J2EE patterns: Keeping Track of Entity Data Changes Between Loads and Stores

  1. It is the job of an EJB container to automatically load and store Entity Data between each remote interface call. However, it is the job of the EJB developer to make sure that the data loaded in an Entity Bean is consistent with the backend data store at all times. If this is not the case, an Entity Bean can create data integrity problems. This situation may arise when throughout the life of an Entity Bean data, owned by the Bean, is being changed and these changes are not being reflected in the Bean's state.

    For example, an Entity Bean representing a parent record and a set of child records may have a remote interface method that adds a new child record. If the method's implementation immediately persists this record to the database, the Entity Bean automatically becomes out of synch with its data store until a fresh load is performed. However, if similar data operations continue without subsequent loads, the Bean can no longer be referenced for the most up-to-date information.

    This pattern offers a solution for these kinds of problems.

    This pattern primarily applies to the situation described in the example given above. The assumption is that an Entity Bean represents a parent record that has at least one set of related child records.
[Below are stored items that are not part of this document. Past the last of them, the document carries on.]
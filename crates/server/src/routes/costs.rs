//! Fixed cost routes.

use axum::{
    Json, Router,
    extract::{Path, Query, State},
    http::StatusCode,
    routing::get,
};
use chrono::{NaiveDate, Utc};
use rust_decimal::Decimal;
use serde::{Deserialize, Serialize};
use tracing::{info, instrument};

use webshop_crm_core::{BillingCycle, FixedCostId, money};

use crate::{
    db::FixedCostRepository,
    error::{AppError, MissingExt, NotFoundExt, Validator},
    middleware::{RequireManager, RequireStaff},
    models::{FixedCost, FixedCostUpdate, NewFixedCost},
    services::profit::{CostSummary, PeriodCosts, Period, allocate_period, summarize_costs},
    state::AppState,
};

use super::{JsonBody, MessageResponse};

/// Categories offered by the dashboard even before any cost uses them.
pub const PREDEFINED_CATEGORIES: &[&str] = &[
    "Housing",
    "Personnel",
    "IT & Communication",
    "Utilities",
    "Insurance",
    "Professional Services",
    "Marketing",
    "Financial",
];

pub fn router() -> Router<AppState> {
    Router::new()
        .route("/fixed-costs", get(list).post(create))
        .route("/fixed-costs/summary", get(summary))
        .route(
            "/fixed-costs/{id}",
            get(show).put(update).delete(destroy),
        )
        .route("/categories", get(categories))
        .route("/period-costs", get(period_costs))
}

#[derive(Debug, Deserialize)]
pub struct ListQuery {
    pub category: Option<String>,
    pub is_active: Option<bool>,
}

#[derive(Debug, Deserialize)]
pub struct CreateCostRequest {
    pub name: String,
    pub description: Option<String>,
    pub category: String,
    pub amount: Decimal,
    pub billing_cycle: BillingCycle,
    pub start_date: NaiveDate,
    pub end_date: Option<NaiveDate>,
}

#[derive(Debug, Default, Deserialize)]
pub struct UpdateCostRequest {
    pub name: Option<String>,
    pub description: Option<String>,
    pub category: Option<String>,
    pub amount: Option<Decimal>,
    pub billing_cycle: Option<BillingCycle>,
    pub start_date: Option<NaiveDate>,
    pub end_date: Option<NaiveDate>,
    pub is_active: Option<bool>,
}

#[derive(Debug, Deserialize)]
pub struct PeriodQuery {
    pub start_date: Option<NaiveDate>,
    pub end_date: Option<NaiveDate>,
}

#[derive(Debug, Serialize)]
pub struct CostsResponse {
    pub costs: Vec<FixedCost>,
}

#[derive(Debug, Serialize)]
pub struct CostResponse {
    pub message: &'static str,
    pub cost: FixedCost,
}

#[derive(Debug, Serialize)]
pub struct CategoriesResponse {
    pub categories: Vec<String>,
}

fn check_dates(v: &mut Validator, start: NaiveDate, end: Option<NaiveDate>) {
    v.check(
        end.is_none_or(|end| end >= start),
        "end_date",
        "end_date cannot be before start_date",
    );
}

/// Predefined categories followed by any others in use, without duplicates.
fn merge_categories(in_use: Vec<String>) -> Vec<String> {
    let mut categories: Vec<String> = PREDEFINED_CATEGORIES
        .iter()
        .map(ToString::to_string)
        .collect();
    for category in in_use {
        if !categories.contains(&category) {
            categories.push(category);
        }
    }
    categories
}

#[instrument(skip(_staff, state))]
async fn list(
    RequireStaff(_staff): RequireStaff,
    State(state): State<AppState>,
    Query(query): Query<ListQuery>,
) -> Result<Json<CostsResponse>, AppError> {
    let costs = FixedCostRepository::new(state.pool())
        .list(query.category.as_deref(), query.is_active)
        .await?;
    Ok(Json(CostsResponse { costs }))
}

#[instrument(skip(_staff, state))]
async fn show(
    RequireStaff(_staff): RequireStaff,
    State(state): State<AppState>,
    Path(id): Path<FixedCostId>,
) -> Result<Json<FixedCost>, AppError> {
    let cost = FixedCostRepository::new(state.pool())
        .get(id)
        .await
        .or_not_found("Fixed cost")?;
    Ok(Json(cost))
}

#[instrument(skip(user, state, body), fields(user_id = %user.id, name = %body.name))]
async fn create(
    RequireManager(user): RequireManager,
    State(state): State<AppState>,
    JsonBody(body): JsonBody<CreateCostRequest>,
) -> Result<(StatusCode, Json<CostResponse>), AppError> {
    let mut v = Validator::new();
    v.required(&body.name, "name")
        .required(&body.category, "category")
        .check(
            money::is_amount(body.amount),
            "amount",
            "amount must be between 0 and 1000000000",
        );
    check_dates(&mut v, body.start_date, body.end_date);
    v.finish()?;

    let cost = FixedCostRepository::new(state.pool())
        .create(&NewFixedCost {
            name: body.name.trim().to_string(),
            description: body.description,
            category: body.category.trim().to_string(),
            amount: body.amount,
            billing_cycle: body.billing_cycle,
            start_date: body.start_date,
            end_date: body.end_date,
        })
        .await?;

    info!(cost_id = %cost.id, "Fixed cost created");
    Ok((
        StatusCode::CREATED,
        Json(CostResponse {
            message: "Fixed cost created successfully",
            cost,
        }),
    ))
}

#[instrument(skip(user, state, body), fields(user_id = %user.id))]
async fn update(
    RequireManager(user): RequireManager,
    State(state): State<AppState>,
    Path(id): Path<FixedCostId>,
    JsonBody(body): JsonBody<UpdateCostRequest>,
) -> Result<Json<CostResponse>, AppError> {
    let repo = FixedCostRepository::new(state.pool());
    let existing = repo.get(id).await.or_not_found("Fixed cost")?;

    let mut v = Validator::new();
    v.check(
        body.name.as_deref().is_none_or(|n| !n.trim().is_empty()),
        "name",
        "name cannot be empty",
    )
    .check(
        body.amount.is_none_or(money::is_amount),
        "amount",
        "amount must be between 0 and 1000000000",
    );
    check_dates(
        &mut v,
        body.start_date.unwrap_or(existing.start_date),
        body.end_date.or(existing.end_date),
    );
    v.finish()?;

    let update = FixedCostUpdate {
        name: body.name,
        description: body.description,
        category: body.category,
        amount: body.amount,
        billing_cycle: body.billing_cycle,
        start_date: body.start_date,
        end_date: body.end_date,
        is_active: body.is_active,
    };
    if update.is_empty() {
        return Err(AppError::BadRequest("No valid fields to update".to_string()));
    }

    let cost = repo.update(id, update).await.missing_as("Fixed cost")?;

    info!(cost_id = %id, "Fixed cost updated");
    Ok(Json(CostResponse {
        message: "Fixed cost updated successfully",
        cost,
    }))
}

#[instrument(skip(user, state), fields(user_id = %user.id))]
async fn destroy(
    RequireManager(user): RequireManager,
    State(state): State<AppState>,
    Path(id): Path<FixedCostId>,
) -> Result<Json<MessageResponse>, AppError> {
    FixedCostRepository::new(state.pool())
        .deactivate(id)
        .await
        .missing_as("Fixed cost")?;

    info!(cost_id = %id, "Fixed cost deactivated");
    Ok(Json(MessageResponse::new("Fixed cost deleted successfully")))
}

#[instrument(skip(_staff, state))]
async fn summary(
    RequireStaff(_staff): RequireStaff,
    State(state): State<AppState>,
) -> Result<Json<CostSummary>, AppError> {
    let costs = FixedCostRepository::new(state.pool()).list_active().await?;
    Ok(Json(summarize_costs(&costs)))
}

#[instrument(skip(_staff, state))]
async fn categories(
    RequireStaff(_staff): RequireStaff,
    State(state): State<AppState>,
) -> Result<Json<CategoriesResponse>, AppError> {
    let in_use = FixedCostRepository::new(state.pool())
        .categories_in_use()
        .await?;
    Ok(Json(CategoriesResponse {
        categories: merge_categories(in_use),
    }))
}

#[instrument(skip(_staff, state))]
async fn period_costs(
    RequireStaff(_staff): RequireStaff,
    State(state): State<AppState>,
    Query(query): Query<PeriodQuery>,
) -> Result<Json<PeriodCosts>, AppError> {
    let start = query
        .start_date
        .ok_or_else(|| AppError::BadRequest("start_date is required".to_string()))?;
    let end = query.end_date.unwrap_or_else(|| Utc::now().date_naive());
    if end < start {
        return Err(AppError::BadRequest(
            "end_date cannot be before start_date".to_string(),
        ));
    }

    let costs = FixedCostRepository::new(state.pool())
        .active_in_period(start, end)
        .await?;
    Ok(Json(allocate_period(costs, Period::new(start, end))))
}

#[cfg(test)]
mod tests {
    use super::*;

    #[test]
    fn test_categories_merge_keeps_order_and_drops_duplicates() {
        let merged = merge_categories(vec!["Marketing".to_string(), "Software".to_string()]);
        assert_eq!(merged.len(), PREDEFINED_CATEGORIES.len() + 1);
        assert_eq!(merged.first().map(String::as_str), Some("Housing"));
        assert_eq!(merged.last().map(String::as_str), Some("Software"));
    }

    #[test]
    fn test_end_before_start_rejected() {
        let start = NaiveDate::from_ymd_opt(2024, 3, 1).expect("valid date");
        let mut v = Validator::new();
        check_dates(&mut v, start, start.pred_opt());
        assert!(v.finish().is_err());

        let mut v = Validator::new();
        check_dates(&mut v, start, Some(start));
        assert!(v.finish().is_ok());
    }
}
Think about Order and Line Items relationship where Order is the parent record and it may have one or more Line Items associated with it. The relationships may be a lot more complicated and nest many levels, however this pattern would still apply once each individual relationship is considered. Thus, the discussion will focus on a single instance of parent/children relationship but it can be generalized for any situation where this type of relationship is involved.
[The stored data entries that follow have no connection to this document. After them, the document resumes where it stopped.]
//! Shipping label, packing slip and tracking routes.

use axum::{
    Json, Router,
    body::Bytes,
    extract::{Path, State},
    routing::{get, post},
};
use serde::{Deserialize, Serialize, de::DeserializeOwned};
use tracing::{info, instrument};

use webshop_crm_core::OrderId;

use crate::{
    error::{AppError, Validator},
    middleware::{CurrentUser, RequireStaff},
    models::ShipmentRecord,
    services::{
        Dhl, FulfillmentService, Platform,
        carrier::{PackageOptions, TrackingInfo},
        fulfillment::{BulkLabels, Label, PackingSlip, PackingSlipPage, PackingSlipsPage},
    },
    state::AppState,
};

use super::JsonBody;

pub fn router() -> Router<AppState> {
    Router::new()
        .route("/orders/{order_id}/create-label", post(create_label))
        .route("/create-dhl-label", post(create_dhl_label))
        .route("/orders/bulk/create-labels", post(create_labels))
        .route("/orders/{order_id}/packing-slip", get(packing_slip))
        .route("/orders/{order_id}/packing-slip.html", get(packing_slip_html))
        .route("/orders/bulk/packing-slips", post(packing_slips))
        .route("/tracking/{tracking_number}", get(tracking))
        .route("/orders/{order_id}/shipping-info", get(shipping_info))
}

#[derive(Debug, Deserialize)]
pub struct LabelRequest {
    pub order_id: Option<OrderId>,
    #[serde(flatten)]
    pub package: PackageOptions,
}

#[derive(Debug, Deserialize)]
pub struct BulkLabelRequest {
    pub order_ids: Vec<OrderId>,
    #[serde(flatten)]
    pub package: PackageOptions,
}

#[derive(Debug, Deserialize)]
pub struct BulkSlipRequest {
    pub order_ids: Vec<OrderId>,
}

#[derive(Debug, Serialize)]
pub struct LabelResponse {
    pub message: &'static str,
    #[serde(flatten)]
    pub label: Label,
}

#[derive(Debug, Serialize)]
pub struct ShippingInfoResponse {
    pub order_id: OrderId,
    pub shipments: Vec<ShipmentRecord>,
}

/// Parse an optional JSON body; an empty body yields the default.
fn optional_body<T: DeserializeOwned + Default>(body: &Bytes) -> Result<T, AppError> {
    if body.iter().all(u8::is_ascii_whitespace) {
        return Ok(T::default());
    }
    serde_json::from_slice(body)
        .map_err(|e| AppError::BadRequest(format!("Invalid JSON body: {e}")))
}

fn check_order_ids(ids: &[OrderId]) -> Result<(), AppError> {
    Validator::new()
        .check(!ids.is_empty(), "order_ids", "at least one order is required")
        .finish()
}

fn operator(user: &CurrentUser) -> String {
    format!("{} {}", user.first_name, user.last_name)
}

/// DHL client from the stored credentials, or the simulator.
async fn carrier(state: &AppState) -> Result<Dhl, AppError> {
    let credentials = state
        .integrations()
        .configured(state.pool(), Platform::Dhl)
        .await?;
    Ok(Dhl::from_credentials(credentials.as_deref()))
}

fn service<'a>(state: &'a AppState, carrier: &'a Dhl) -> FulfillmentService<'a, Dhl> {
    FulfillmentService::new(
        state.pool(),
        carrier,
        state.email(),
        &state.config().company,
    )
}

async fn label_for(
    state: &AppState,
    user: &CurrentUser,
    order_id: OrderId,
    package: PackageOptions,
) -> Result<Json<LabelResponse>, AppError> {
    let carrier = carrier(state).await?;
    let label = service(state, &carrier)
        .create_label(order_id, package.into(), &operator(user))
        .await?;

    info!(order_id = %order_id, simulated = carrier.is_simulated(), "Label created");
    Ok(Json(LabelResponse {
        message: "Shipping label created successfully",
        label,
    }))
}

#[instrument(skip(user, state, body), fields(user_id = %user.id))]
async fn create_label(
    RequireStaff(user): RequireStaff,
    State(state): State<AppState>,
    Path(order_id): Path<OrderId>,
    body: Bytes,
) -> Result<Json<LabelResponse>, AppError> {
    let package: PackageOptions = optional_body(&body)?;
    label_for(&state, &user, order_id, package).await
}

#[instrument(skip(user, state, body), fields(user_id = %user.id))]
async fn create_dhl_label(
    RequireStaff(user): RequireStaff,
    State(state): State<AppState>,
    JsonBody(body): JsonBody<LabelRequest>,
) -> Result<Json<LabelResponse>, AppError> {
    let order_id = body
        .order_id
        .ok_or_else(|| AppError::BadRequest("order_id is required".to_string()))?;
    label_for(&state, &user, order_id, body.package).await
}

#[instrument(skip(user, state, body), fields(user_id = %user.id, orders = body.order_ids.len()))]
async fn create_labels(
    RequireStaff(user): RequireStaff,
    State(state): State<AppState>,
    JsonBody(body): JsonBody<BulkLabelRequest>,
) -> Result<Json<BulkLabels>, AppError> {
    check_order_ids(&body.order_ids)?;

    let carrier = carrier(&state).await?;
    let result = service(&state, &carrier)
        .create_labels(&body.order_ids, body.package.into(), &operator(&user))
        .await;

    info!(
        successful = result.successful.len(),
        failed = result.failed.len(),
        "Bulk labels processed"
    );
    Ok(Json(result))
}

#[instrument(skip(_staff, state))]
async fn packing_slip(
    RequireStaff(_staff): RequireStaff,
    State(state): State<AppState>,
    Path(order_id): Path<OrderId>,
) -> Result<Json<PackingSlip>, AppError> {
    let carrier = carrier(&state).await?;
    Ok(Json(service(&state, &carrier).packing_slip(order_id).await?))
}

#[instrument(skip(_staff, state))]
async fn packing_slip_html(
    RequireStaff(_staff): RequireStaff,
    State(state): State<AppState>,
    Path(order_id): Path<OrderId>,
) -> Result<PackingSlipPage, AppError> {
    let carrier = carrier(&state).await?;
    service(&state, &carrier).packing_slip_page(order_id).await
}

#[instrument(skip(_staff, state, body), fields(orders = body.order_ids.len()))]
async fn packing_slips(
    RequireStaff(_staff): RequireStaff,
    State(state): State<AppState>,
    JsonBody(body): JsonBody<BulkSlipRequest>,
) -> Result<PackingSlipsPage, AppError> {
    check_order_ids(&body.order_ids)?;

    let carrier = carrier(&state).await?;
    service(&state, &carrier)
        .packing_slips_page(&body.order_ids)
        .await
}

#[instrument(skip(_staff, state))]
async fn tracking(
    RequireStaff(_staff): RequireStaff,
    State(state): State<AppState>,
    Path(tracking_number): Path<String>,
) -> Result<Json<TrackingInfo>, AppError> {
    let carrier = carrier(&state).await?;
    Ok(Json(service(&state, &carrier).track(&tracking_number).await?))
}

#[instrument(skip(_staff, state))]
async fn shipping_info(
    RequireStaff(_staff): RequireStaff,
    State(state): State<AppState>,
    Path(order_id): Path<OrderId>,
) -> Result<Json<ShippingInfoResponse>, AppError> {
    let carrier = carrier(&state).await?;
    let shipments = service(&state, &carrier).shipping_info(order_id).await?;
    Ok(Json(ShippingInfoResponse {
        order_id,
        shipments,
    }))
}

#[cfg(test)]
mod tests {
    use super::*;

    #[test]
    fn test_empty_body_uses_defaults() {
        let options: PackageOptions = optional_body(&Bytes::new()).expect("empty body");
        assert_eq!(options.weight, None);

        let options: PackageOptions =
            optional_body(&Bytes::from_static(br#"{"weight": 2500}"#)).expect("valid body");
        assert_eq!(options.weight, Some(2500));
    }

    #[test]
    fn test_malformed_body_rejected() {
        let result: Result<PackageOptions, _> = optional_body(&Bytes::from_static(b"{weight"));
        assert!(matches!(result, Err(AppError::BadRequest(_))));
    }

    #[test]
    fn test_label_request_flattens_package() {
        let body: LabelRequest =
            serde_json::from_str(r#"{"order_id": 4, "length": 40}"#).expect("valid body");
        assert_eq!(body.order_id, Some(OrderId::new(4)));
        assert_eq!(body.package.length, Some(40));
    }
}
    This pattern assumes that EJB developers correctly update parent record data during data setting operations targeted towards parent record data. If this is not the case, the Entity Bean code must be modified to update or set all the data after each data modification operation. It is also a good practice to follow the Aggregate Details Pattern to store the details of the Entity Bean. The examples in this discussion rely on the use of this pattern.
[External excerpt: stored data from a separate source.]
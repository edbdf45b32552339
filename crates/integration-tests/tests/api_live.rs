//! Live viewing socket roles.

use axum::http::StatusCode;

use webshop_crm_core::UserRole;
use webshop_crm_integration_tests::TestApp;
use webshop_crm_server::live::{Role, connection_role};

#[tokio::test]
async fn test_socket_role_comes_from_token_param() {
    let app = TestApp::new().await;
    let keys = app.state.keys();
    let staff = app.staff_token(UserRole::User).await;
    let (_, customer) = app.customer_login().await;

    assert_eq!(connection_role(keys, Some(&staff)), Role::Admin);
    assert_eq!(connection_role(keys, Some(&customer)), Role::Customer);
    assert_eq!(connection_role(keys, Some("onzin")), Role::Customer);
    assert_eq!(connection_role(keys, None), Role::Customer);
}

#[tokio::test]
async fn test_socket_route_needs_upgrade() {
    let app = TestApp::new().await;
    let staff = app.staff_token(UserRole::User).await;

    let (status, _) = app
        .raw(
            axum::http::Method::GET,
            &format!("/api/live/ws?token={staff}"),
            None,
            None,
        )
        .await;
    assert_ne!(status, StatusCode::NOT_FOUND);
    assert!(status.is_client_error());
}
    In order to correctly capture the changes made to the child records, the EJB developers need to follow these steps:
    1. Update the Bean's child data
    2. Store the operation that was performed on the data
    3. Correctly apply the operation to the child data during ejbStore

    Steps 2 and 3 are by far the trickiest and therefore require a closer inspection.

    Let’s assume that we have a parent class named Shipment that can contain one or more schedules.

    public class ShipmentAccessor extends AccessorBase {
        // Class Data Members
        ...
        protected ChangeArrayList schedule = new ChangeArrayList();
        ...
    }

    ChangeArrayList is a special class derived from ArrayList whose sole responsibility is to keep track of data changes made to a piece of data stored in the list. It is a fully functioning class that has been tested and implemented in a large-scale project. If you would like to obtain a complete listing, drop me an e-mail at leo at stratos dot net.

    Following the Aggregate Details Pattern, the Shipment Entity Bean will be derived from the ShipmentAccessor class, thus allowing the complete graph to be returned by executing a single getAllDetails call from the Entity Bean and also enabling set/get code reuse inside the Bean.

    If we need to add a new schedule (represented by the ShipmentSchedule class) to the shipment currently stored in the ShipmentAccessor, all we need to do is to add it to the schedule list and do not immediately commit the changes to the data store.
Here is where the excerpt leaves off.